Some theory that might help you develop a plan:

  • IIS 7.5 creates each website as an App Pool (if you create it through the GUI)

  • One App Pool runs in one W3WP.exe

  • W3WP Startup is the most expensive time of an App Pool's life

  • App Pools are (mostly) demand-started - they only start when a request arrives

  • IIS times out (shuts down) idle Application Pools after 20 minutes by default

  • Overlapping recycling is faster than cold startup

  • IIS has a default startup time limit for App Pools of 90 seconds, and they get terminated (and recycled, i.e. started again) if they're not running by that number.

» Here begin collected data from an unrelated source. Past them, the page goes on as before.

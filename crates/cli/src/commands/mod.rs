// CLI subcommand dispatch.

use std::io::{self, Read};

use anyhow::{bail, Context};
use clap::Subcommand;
use gatehouse_auth::{config::AuthConfig, db::pool, store::PgAuthStore};

use crate::output::OutputFormat;

pub mod create_user;
pub mod create_workspace;
pub mod hash_password;
pub mod invite;
pub mod migrate;
pub mod sign_in;

#[derive(Subcommand)]
pub enum Command {
    /// Apply pending database migrations
    Migrate(migrate::MigrateArgs),
    /// Hash a password read from stdin
    HashPassword(hash_password::HashPasswordArgs),
    /// Create a user account
    CreateUser(create_user::CreateUserArgs),
    /// Create a workspace
    CreateWorkspace(create_workspace::CreateWorkspaceArgs),
    /// Invite an email address to a workspace
    Invite(invite::InviteArgs),
    /// Run a password sign-in against a workspace
    SignIn(sign_in::SignInArgs),
}

pub async fn run(cmd: Command, config: &AuthConfig, format: OutputFormat) -> anyhow::Result<()> {
    match cmd {
        Command::Migrate(args) => migrate::run(args, config, format).await,
        Command::HashPassword(args) => hash_password::run(args, format),
        Command::CreateUser(args) => create_user::run(args, config, format).await,
        Command::CreateWorkspace(args) => create_workspace::run(args, config, format).await,
        Command::Invite(args) => invite::run(args, config, format).await,
        Command::SignIn(args) => sign_in::run(args, config, format).await,
    }
}

pub(crate) async fn connect_store(config: &AuthConfig) -> anyhow::Result<PgAuthStore> {
    Ok(PgAuthStore::new(pool::connect(config).await?))
}

/// Reads a secret from stdin, dropping the trailing newline.
pub(crate) fn read_secret_from_stdin() -> anyhow::Result<String> {
    let mut buf = String::new();
    io::stdin().read_to_string(&mut buf).context("failed to read password from stdin")?;
    let secret = trim_line_ending(&buf);
    if secret.is_empty() {
        bail!("password must not be empty");
    }
    Ok(secret.to_string())
}

fn trim_line_ending(input: &str) -> &str {
    input.strip_suffix('\n').map(|s| s.strip_suffix('\r').unwrap_or(s)).unwrap_or(input)
}
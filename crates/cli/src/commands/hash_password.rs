// `gatehouse hash-password`: print an argon2id PHC string.

use clap::Args;
use gatehouse_auth::password::hash_password;
use serde::Serialize;

use crate::output::{self, OutputFormat};

#[derive(Debug, Args)]
pub struct HashPasswordArgs {}

#[derive(Debug, Serialize)]
struct HashResult {
    password_hash: String,
}

pub fn run(_args: HashPasswordArgs, format: OutputFormat) -> anyhow::Result<()> {
    let password = super::read_secret_from_stdin()?;
    let password_hash = hash_password(&password)?;

    output::print_output(format, &HashResult { password_hash }, |r| r.password_hash.clone())?;
    Ok(())
}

If you're finding your first-request performance is abominable:

  • it could just be that your app does a ton of stuff when it's first run, which would be affected by IO/network/db performance

  • don't let the app pool stop

  • examine the IO happening during app pool startup - ResMon (included in W2008R2 & W7) might give you a good insight into this, particularly on the disk tab where it shows rough bytes/sec rates and IO wait times

  • use Perfmon to track the performance of the site vs IO performance vs W3WP startup times

    • and general performance in terms of CPU/Net/Disk/Mem - if any of them bottleneck app startup, improve them

If the box itself is a shared VM, I'd suggest it's either too shared, or hasn't been scaled appropriately. Perf counters involving wallclock rather than relative-perceived-by-VM-time might be useful in diagnosing that.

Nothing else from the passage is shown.